I doubt that any list on Architecture, residential or otherwise would be complete without Frank Lloyd Wright. His work redefined Modern Architecture, by creating a link between tradition, context and modernism. This book shows a series of his greatest houses, and would serve as a great introduction to his style.

Over the last twenty years or so, a trend has arisen, of huge scale residential architecture, often derisively call "McMansions". The term is often well deserved, as these new mega-homes are often poorly planned pastiches of traditional and classical architecture. Then along came Robert Stern, who has an incredible depth of knowledge about classical design, and has managed to find a way to design on a large scale but still create buildings that are timeless and beautiful. My favorites have always been the shingle style houses he has created out in the Hampton's, but the book also includes some of his Mediterranean homes done in other parts of the country as well. For those who enjoy great homes on a large scale, this is not to be missed.

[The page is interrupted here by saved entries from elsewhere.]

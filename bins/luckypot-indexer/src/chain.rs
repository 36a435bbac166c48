//! Offline chain access backed by a snapshot file.
//!
//! Replay has no node to query, so the read-back calls the handlers
//! issue (pot parameters, balances, prize states, token metadata) are
//! answered from a JSON snapshot captured alongside the event files.
//! Missing entries degrade the way the handlers already tolerate: pot
//! states revert, balances and prize states error, token metadata
//! reports nothing.

use anyhow::{Context, Result};
use async_trait::async_trait;
use luckypot_common::chain::{ChainReader, Erc20Metadata, PotState};
use luckypot_common::{Address, U256};
use serde::Deserialize;
use std::collections::HashMap;
use std::path::Path;

/// On-disk snapshot shape. Every section is optional.
#[derive(Debug, Default, Deserialize)]
pub struct ChainSnapshot {
    #[serde(default)]
    balances: Vec<BalanceEntry>,
    #[serde(default)]
    pots: Vec<PotEntry>,
    #[serde(default)]
    prize_states: Vec<PrizeStateEntry>,
    #[serde(default)]
    tokens: Vec<TokenEntry>,
}

#[derive(Debug, Deserialize)]
struct BalanceEntry {
    contract: Address,
    user: Address,
    token: Address,
    balance: U256,
}

#[derive(Debug, Deserialize)]
struct PotEntry {
    contract: Address,
    pot_id: u64,
    #[serde(flatten)]
    state: PotState,
}

#[derive(Debug, Deserialize)]
struct PrizeStateEntry {
    contract: Address,
    pot_id: u64,
    amounts: Vec<U256>,
    claims: Vec<bool>,
}

#[derive(Debug, Deserialize)]
struct TokenEntry {
    address: Address,
    #[serde(flatten)]
    metadata: Erc20Metadata,
}

/// [`ChainReader`] answering from an immutable snapshot.
pub struct SnapshotChainReader {
    balances: HashMap<(Address, Address, Address), U256>,
    pots: HashMap<(Address, u64), PotState>,
    prize_states: HashMap<(Address, u64), (Vec<U256>, Vec<bool>)>,
    tokens: HashMap<Address, Erc20Metadata>,
}

impl SnapshotChainReader {
    /// A snapshot with no entries: every read degrades gracefully.
    pub fn empty() -> Self {
        Self::from_snapshot(ChainSnapshot::default())
    }

    pub fn from_path(path: &Path) -> Result<Self> {
        let content = std::fs::read(path)
            .with_context(|| format!("reading chain snapshot {}", path.display()))?;
        let snapshot: ChainSnapshot = serde_json::from_slice(&content)
            .with_context(|| format!("parsing chain snapshot {}", path.display()))?;
        Ok(Self::from_snapshot(snapshot))
    }

    pub fn from_snapshot(snapshot: ChainSnapshot) -> Self {
        Self {
            balances: snapshot
                .balances
                .into_iter()
                .map(|e| ((e.contract, e.user, e.token), e.balance))
                .collect(),
            pots: snapshot
                .pots
                .into_iter()
                .map(|e| ((e.contract, e.pot_id), e.state))
                .collect(),
            prize_states: snapshot
                .prize_states
                .into_iter()
                .map(|e| ((e.contract, e.pot_id), (e.amounts, e.claims)))
                .collect(),
            tokens: snapshot
                .tokens
                .into_iter()
                .map(|e| (e.address, e.metadata))
                .collect(),
        }
    }
}

#[async_trait]
impl ChainReader for SnapshotChainReader {
    async fn balance_of(&self, contract: Address, user: Address, token: Address) -> Result<U256> {
        self.balances
            .get(&(contract, user, token))
            .copied()
            .ok_or_else(|| {
                anyhow::anyhow!("balance not in snapshot for user {user:?} token {token:?}")
            })
    }

    async fn luckypot_state(&self, contract: Address, pot_id: u64) -> Result<Option<PotState>> {
        Ok(self.pots.get(&(contract, pot_id)).cloned())
    }

    async fn prize_states(&self, contract: Address, pot_id: u64) -> Result<(Vec<U256>, Vec<bool>)> {
        self.prize_states
            .get(&(contract, pot_id))
            .cloned()
            .ok_or_else(|| anyhow::anyhow!("prize states not in snapshot for pot {pot_id}"))
    }

    async fn erc20_metadata(&self, token: Address) -> Result<Erc20Metadata> {
        Ok(self.tokens.get(&token).cloned().unwrap_or_default())
    }
}

#[cfg(test)]
mod tests {
    use super::*;

    const POT_CONTRACT: &str = "0x00000000000000000000000000000000000000b0";

    fn reader() -> SnapshotChainReader {
        let raw = format!(
            r#"{{
                "pots": [{{
                    "contract": "{POT_CONTRACT}",
                    "pot_id": 1,
                    "status": 1,
                    "prize_token": "0x0000000000000000000000000000000000001000",
                    "prize_amount": "0x1bc16d674ec80000",
                    "power_token": "0x0000000000000000000000000000000000002000",
                    "power_unit": "0xde0b6b3a7640000",
                    "sponsor_amount": "0x0",
                    "start_time": 1700000000,
                    "end_time": 1700086400,
                    "max_per_user": "0xa",
                    "total_tickets": "0x5",
                    "use_sqrt_tickets": false,
                    "note": "ipfs://QmPotNote"
                }}],
                "prize_states": [{{
                    "contract": "{POT_CONTRACT}",
                    "pot_id": 1,
                    "amounts": ["0x1", "0x2"],
                    "claims": [false, true]
                }}],
                "tokens": [{{
                    "address": "0x0000000000000000000000000000000000001000",
                    "name": "Lucky Token",
                    "symbol": "LKT",
                    "decimals": 18
                }}]
            }}"#
        );
        let snapshot: ChainSnapshot = serde_json::from_str(&raw).unwrap();
        SnapshotChainReader::from_snapshot(snapshot)
    }

    fn contract() -> Address {
        Address::from_low_u64_be(0xb0)
    }

    #[tokio::test]
    async fn test_pot_state_lookup() {
        let reader = reader();
        let state = reader.luckypot_state(contract(), 1).await.unwrap().unwrap();
        assert_eq!(state.status, 1);
        assert_eq!(state.total_tickets, U256::from(5u64));
        assert_eq!(state.note, "ipfs://QmPotNote");
    }

    #[tokio::test]
    async fn test_missing_pot_reverts() {
        let reader = reader();
        assert!(reader.luckypot_state(contract(), 2).await.unwrap().is_none());
    }

    #[tokio::test]
    async fn test_missing_balance_errors() {
        let reader = reader();
        let user = Address::from_low_u64_be(1);
        assert!(reader.balance_of(contract(), user, user).await.is_err());
    }

    #[tokio::test]
    async fn test_prize_states_lookup() {
        let reader = reader();
        let (amounts, claims) = reader.prize_states(contract(), 1).await.unwrap();
        assert_eq!(amounts, vec![U256::from(1u64), U256::from(2u64)]);
        assert_eq!(claims, vec![false, true]);
    }

    #[tokio::test]
    async fn test_token_metadata_lookup_and_default() {
        let reader = reader();
        let token = Address::from_low_u64_be(0x1000);
        let metadata = reader.erc20_metadata(token).await.unwrap();
        assert_eq!(metadata.symbol.as_deref(), Some("LKT"));

        // Unknown tokens answer like a contract with reverting getters
        let unknown = reader
            .erc20_metadata(Address::from_low_u64_be(0x9999))
            .await
            .unwrap();
        assert!(unknown.symbol.is_none());
    }
}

While much is made of the Mediterranean homes of Florida, by Addison Mizner etc, Florida also has a rich tradition of Modern Architecture, and this book is about one of it's greatest practitioners. Paul Rudolph created some of the best Modern houses in the state that expertly blended tropical fantasy with modernism. His unique voice is a great counterpoint to the traditional work that was going on around him.

In recent years Richard Meier's reputation has exploded with his development of the Getty Center in Los Angeles, as well as other huge projects around the world. Given the size of most of his projects, I find it fascinating to see him work on a more intimate scale. Most of these houses are not huge, but they all embody his classic modernist outlook. I particularly enjoyed the beach houses.

No trip to Los Angeles is complete without a tour of the tony suburbs of Beverly Hills, Bel Air and San Marino. These neighborhoods, constructed mostly in the 20's and 30's are full of great Mediterranean homes that are inspiring in their detail and execution. This man, Wallace Neff is responsible for some of the best examples. His frequent trips to Europe and his eye for detail, gave his work a look of effortlessness that seems timeless even today. This book is a great story about one of the first society Architects in Hollywood, and is a great addition to any collection.

1 comment:

Fairfax said...

Very interesting. I've been to Taliasen West and also saw Robert AM Stern speak in October.